Not one. He’s something like 0-10, now — but maybe worse — since I haven’t been covering the Detroit area federal case, at all.

Here is the Ninth Circuit’s per curium opinion (just published a few moments ago, as a large PDF file) — it primarily relies on the Johnson-era amendments to the INA I first mentioned in January of this year. Here’s that bit — in context:

. . . .Contemporaneous to enacting the Civil Rights Act of 1964 and the Voting Rights Act of 1965, Congress passed the INA of 1965 to eliminate the “national origins system as the basis for the selection of immigrants to the United States.” H.R. Rep. No. 89-745, at 8 (1965). Section 1152(a)(1)(A) was enacted as part of that act, and provides:

[N]o person shall receive any preference or priority or be discriminated against in the issuance of an immigrant visa because of the person’s race, sex, nationality, place of birth, or place of residence. 8 U.S.C. § 1152(a)(1)(A) (emphasis added).

Section 1152(a)(1)(A)contains specific exemptions, and § 1182(f) is not among them. . . .

We cannot blind ourselves to the fact that, for nationals of the six designated countries, EO2 is effectively a ban on the issuance of immigrant visas. If allowed to stand, EO2 would bar issuance of visas based on nationality in violation of § 1152(a)(1)(A).

The Government did not dispute this point at oral argument, and it stands to reason that the whole system of the visa issuance would grind to a halt for nationals of the six designated countries whose entry is barred from the United States. Issuance of visas will automatically stop for those who are banned based on nationality.

Yet Congress could not have used “more explicit language” in “unambiguously direct[ing] that no nationality based discrimination shall occur.” Legal Assistance for Vietnamese Asylum Seekers, 45 F.3d at 473. . . .

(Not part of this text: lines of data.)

//! Score one clip for motion, optionally developing an annotated clip.

use std::path::PathBuf;

use camsift_assemble::AssemblyConfig;
use camsift_detect::{DetectorConfig, FrameDiffer};

pub fn run(
    clip: PathBuf,
    output: Option<PathBuf>,
    min_frames: u32,
    min_area: u32,
    threshold: u8,
    unique_only: bool,
) -> anyhow::Result<()> {
    let config = DetectorConfig {
        min_frames,
        min_area,
        threshold,
        unique_only,
        ..DetectorConfig::default()
    };

    let staging = tempfile::tempdir()?;
    let frame_paths = camsift_assemble::extract_frames(&clip, &staging.path().join("frames"))?;
    let frames = frame_paths
        .iter()
        .map(|p| image::open(p).map(|img| img.to_rgb8()))
        .collect::<Result<Vec<_>, _>>()?;

    let mut differ = FrameDiffer::new(config.clone())?;
    let report = differ.run(frames.iter());

    let motion_frames = report.motion_frame_count();
    let qualifies = report.qualifies(config.min_frames);

    println!("Frames scored: {}", report.records.len());
    if report.skipped > 0 {
        println!("Frames skipped: {}", report.skipped);
    }
    println!("Motion frames: {motion_frames}");
    for span in report.motion_spans(config.span_gap_frames) {
        println!("  motion frames {} .. {}", span.start, span.end);
    }
    println!(
        "Verdict: {}",
        if qualifies { "motion" } else { "no motion" }
    );

    if let Some(output) = output {
        if !qualifies {
            println!("Clip does not qualify; skipping develop");
            return Ok(());
        }
        let Some(extent) = report.motion_extent(config.span_gap_frames) else {
            return Ok(());
        };
        let drawn = camsift_assemble::develop_drawn_clip(
            &report.records,
            &extent,
            &clip,
            &AssemblyConfig::default(),
            &output,
        )?;
        println!(
            "Developed {} ({:.1}s)",
            drawn.path.display(),
            drawn.duration_secs
        );
    }
    Ok(())
}
//! FFmpeg command builder, runner, and probe.

use std::path::{Path, PathBuf};
use std::process::{Command, Stdio};

use serde::Deserialize;
use tracing::debug;

use camsift_common::error::{CamsiftError, CamsiftResult};

/// Builder for a single ffmpeg invocation.
#[derive(Debug, Clone)]
pub struct FfmpegCommand {
    /// Input file paths, in `-i` order.
    inputs: Vec<PathBuf>,
    /// Output file path.
    output: PathBuf,
    /// Arguments placed before the input list.
    input_args: Vec<String>,
    /// Arguments placed after the input list.
    output_args: Vec<String>,
    overwrite: bool,
    log_level: String,
}

impl FfmpegCommand {
    pub fn new(input: impl AsRef<Path>, output: impl AsRef<Path>) -> Self {
        Self {
            inputs: vec![input.as_ref().to_path_buf()],
            output: output.as_ref().to_path_buf(),
            input_args: Vec::new(),
            output_args: Vec::new(),
            overwrite: true,
            log_level: "error".to_string(),
        }
    }

    /// Add a secondary input stream.
    pub fn extra_input(mut self, input: impl AsRef<Path>) -> Self {
        self.inputs.push(input.as_ref().to_path_buf());
        self
    }

    /// Add an argument before `-i`.
    pub fn input_arg(mut self, arg: impl Into<String>) -> Self {
        self.input_args.push(arg.into());
        self
    }

    pub fn input_args<I, S>(mut self, args: I) -> Self
    where
        I: IntoIterator<Item = S>,
        S: Into<String>,
    {
        self.input_args.extend(args.into_iter().map(Into::into));
        self
    }

    /// Add an argument after `-i`.
    pub fn output_arg(mut self, arg: impl Into<String>) -> Self {
        self.output_args.push(arg.into());
        self
    }

    pub fn output_args<I, S>(mut self, args: I) -> Self
    where
        I: IntoIterator<Item = S>,
        S: Into<String>,
    {
        self.output_args.extend(args.into_iter().map(Into::into));
        self
    }

    /// Seek position applied before the input (fast seek).
    pub fn seek(self, seconds: f64) -> Self {
        self.input_arg("-ss").input_arg(format!("{seconds:.3}"))
    }

    /// Read duration limit applied before the input.
    pub fn duration(self, seconds: f64) -> Self {
        self.input_arg("-t").input_arg(format!("{seconds:.3}"))
    }

    pub fn video_filter(self, filter: impl Into<String>) -> Self {
        self.output_arg("-vf").output_arg(filter)
    }

    pub fn audio_filter(self, filter: impl Into<String>) -> Self {
        self.output_arg("-af").output_arg(filter)
    }

    pub fn video_codec(self, codec: impl Into<String>) -> Self {
        self.output_arg("-c:v").output_arg(codec)
    }

    pub fn audio_codec(self, codec: impl Into<String>) -> Self {
        self.output_arg("-c:a").output_arg(codec)
    }

    pub fn crf(self, crf: u8) -> Self {
        self.output_arg("-crf").output_arg(crf.to_string())
    }

    pub fn preset(self, preset: impl Into<String>) -> Self {
        self.output_arg("-preset").output_arg(preset)
    }

    pub fn frame_rate(self, fps: f64) -> Self {
        self.output_arg("-r").output_arg(format!("{fps}"))
    }

    /// Drop the audio stream.
    pub fn no_audio(self) -> Self {
        self.output_arg("-an")
    }

    /// Stop writing at the end of the shortest stream.
    pub fn shortest(self) -> Self {
        self.output_arg("-shortest")
    }

    /// Assemble the full argument vector.
    pub fn build_args(&self) -> Vec<String> {
        let mut args = Vec::new();

        if self.overwrite {
            args.push("-y".to_string());
        }
        args.push("-hide_banner".to_string());
        args.push("-loglevel".to_string());
        args.push(self.log_level.clone());

        args.extend(self.input_args.clone());

        for input in &self.inputs {
            args.push("-i".to_string());
            args.push(input.to_string_lossy().to_string());
        }

        args.extend(self.output_args.clone());
        args.push(self.output.to_string_lossy().to_string());

        args
    }

    pub fn output_path(&self) -> &Path {
        &self.output
    }
}

/// Run an ffmpeg command to completion, surfacing stderr on failure.
pub fn run(cmd: &FfmpegCommand) -> CamsiftResult<()> {
    check_ffmpeg()?;

    let args = cmd.build_args();
    debug!(args = %args.join(" "), "Running ffmpeg");

    let output = Command::new("ffmpeg")
        .args(&args)
        .stdin(Stdio::null())
        .stdout(Stdio::piped())
        .stderr(Stdio::piped())
        .output()?;

    if output.status.success() {
        Ok(())
    } else {
        let stderr = String::from_utf8_lossy(&output.stderr);
        Err(CamsiftError::decode(format!(
            "ffmpeg exited with status {}: {}",
            output.status,
            stderr.trim()
        )))
    }
}

/// Check that ffmpeg is on PATH.
pub fn check_ffmpeg() -> CamsiftResult<PathBuf> {
    which::which("ffmpeg")
        .map_err(|_| CamsiftError::unsupported("ffmpeg not found in PATH"))
}

/// Check that ffprobe is on PATH.
pub fn check_ffprobe() -> CamsiftResult<PathBuf> {
    which::which("ffprobe")
        .map_err(|_| CamsiftError::unsupported("ffprobe not found in PATH"))
}

/// Stream facts about one footage file.
#[derive(Debug, Clone)]
pub struct ClipInfo {
    pub duration_secs: f64,
    pub width: u32,
    pub height: u32,
    pub fps: f64,
    pub has_audio: bool,
}

#[derive(Debug, Deserialize)]
struct FfprobeOutput {
    format: FfprobeFormat,
    streams: Vec<FfprobeStream>,
}

#[derive(Debug, Deserialize)]
struct FfprobeFormat {
    duration: Option<String>,
}

#[derive(Debug, Deserialize)]
struct FfprobeStream {
    codec_type: String,
    width: Option<u32>,
    height: Option<u32>,
    avg_frame_rate: Option<String>,
    r_frame_rate: Option<String>,
}

/// Probe a footage file with ffprobe.
pub fn probe(path: impl AsRef<Path>) -> CamsiftResult<ClipInfo> {
    let path = path.as_ref();
    if !path.exists() {
        return Err(CamsiftError::FileNotFound {
            path: path.to_path_buf(),
        });
    }
    check_ffprobe()?;

    let output = Command::new("ffprobe")
        .args([
            "-v",
            "quiet",
            "-print_format",
            "json",
            "-show_format",
            "-show_streams",
        ])
        .arg(path)
        .stdin(Stdio::null())
        .stdout(Stdio::piped())
        .stderr(Stdio::piped())
        .output()?;

    if !output.status.success() {
        let stderr = String::from_utf8_lossy(&output.stderr);
        return Err(CamsiftError::decode(format!(
            "ffprobe failed for {}: {}",
            path.display(),
            stderr.trim()
        )));
    }

    let probe: FfprobeOutput = serde_json::from_slice(&output.stdout)?;

    let video = probe
        .streams
        .iter()
        .find(|s| s.codec_type == "video")
        .ok_or_else(|| {
            CamsiftError::decode(format!("{}: no video stream", path.display()))
        })?;
    let has_audio = probe.streams.iter().any(|s| s.codec_type == "audio");

    let duration_secs = probe
        .format
        .duration
        .as_ref()
        .and_then(|d| d.parse::<f64>().ok())
        .unwrap_or(0.0);

    let fps = video
        .avg_frame_rate
        .as_ref()
        .or(video.r_frame_rate.as_ref())
        .and_then(|r| parse_frame_rate(r))
        .unwrap_or(0.0);

    Ok(ClipInfo {
        duration_secs,
        width: video.width.unwrap_or(0),
        height: video.height.unwrap_or(0),
        fps,
        has_audio,
    })
}

/// Parse an ffprobe frame-rate string, "30000/1001" or "29.97".
fn parse_frame_rate(s: &str) -> Option<f64> {
    if let Some((num, den)) = s.split_once('/') {
        let num: f64 = num.parse().ok()?;
        let den: f64 = den.parse().ok()?;
        if den > 0.0 {
            return Some(num / den);
        }
    }
    s.parse().ok()
}
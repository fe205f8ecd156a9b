//! Footage discovery.

use std::path::PathBuf;

use tracing::{debug, warn};

use camsift_common::error::CamsiftResult;
use camsift_event_model::{Segment, TimeWindow};

/// Where raw footage segments come from.
pub trait FootageSource {
    /// All segments whose wall-clock range overlaps the window, sorted by
    /// start time.
    fn find_segments(&mut self, window: &TimeWindow) -> CamsiftResult<Vec<Segment>>;
}

/// A directory of camera recordings named after their time range.
///
/// Files whose names carry no parseable timestamp range are ignored;
/// cameras drop index files and snapshots next to the footage.
#[derive(Debug, Clone)]
pub struct LocalFootage {
    pub dir: PathBuf,
}

impl LocalFootage {
    pub fn new(dir: impl Into<PathBuf>) -> Self {
        Self { dir: dir.into() }
    }
}

impl FootageSource for LocalFootage {
    fn find_segments(&mut self, window: &TimeWindow) -> CamsiftResult<Vec<Segment>> {
        let mut segments = Vec::new();

        for entry in std::fs::read_dir(&self.dir)? {
            let entry = match entry {
                Ok(entry) => entry,
                Err(err) => {
                    warn!(error = %err, "Unreadable directory entry");
                    continue;
                }
            };
            let path = entry.path();
            if !path.is_file() {
                continue;
            }

            match Segment::from_path(&path) {
                Ok(segment) if segment.overlaps(window) => segments.push(segment),
                Ok(_) => {}
                Err(_) => debug!(path = %path.display(), "Not a footage segment"),
            }
        }

        segments.sort_by_key(|s| s.start);
        debug!(count = segments.len(), dir = %self.dir.display(), "Footage segments in window");
        Ok(segments)
    }
}

#[cfg(test)]
mod tests {
    use super::*;
    use chrono::{TimeZone, Utc};

    #[test]
    fn test_scans_and_filters_directory() {
        let dir = tempfile::tempdir().unwrap();
        for name in [
            "2026-08-25_05.00.00-05.01.00.mp4",
            "2026-08-25_05.01.00-05.02.00.mp4",
            "2026-08-25_09.00.00-09.01.00.mp4",
            "index.dat",
        ] {
            std::fs::write(dir.path().join(name), b"").unwrap();
        }

        let window = TimeWindow::new(
            Utc.with_ymd_and_hms(2026, 8, 25, 5, 0, 30).unwrap(),
            Utc.with_ymd_and_hms(2026, 8, 25, 5, 1, 30).unwrap(),
        );

        let mut source = LocalFootage::new(dir.path());
        let segments = source.find_segments(&window).unwrap();

        assert_eq!(segments.len(), 2);
        assert!(segments[0].start < segments[1].start);
    }

    #[test]
    fn test_missing_directory_is_error() {
        let mut source = LocalFootage::new("/nonexistent/footage");
        let window = TimeWindow::new(
            Utc.with_ymd_and_hms(2026, 8, 25, 5, 0, 0).unwrap(),
            Utc.with_ymd_and_hms(2026, 8, 25, 6, 0, 0).unwrap(),
        );
        assert!(source.find_segments(&window).is_err());
    }
}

Indeed. On to the Supremes, where in a few moments, the plaintiffs from the Fourth Circuit will argue that the Supremes should take the case on cert., right now — and decide it, right now. That’s my conjecture. And, those likely very cogent briefs are due — in about 15 minutes at the SCOTUS. Now you know. [Graphics soon.] Sweltering, and twisty copper colored afternoon, this. . . now — with Loving Day 2017 rolling like thunder. . . across our wonderful and re-awakwening. . . nation. . . smile.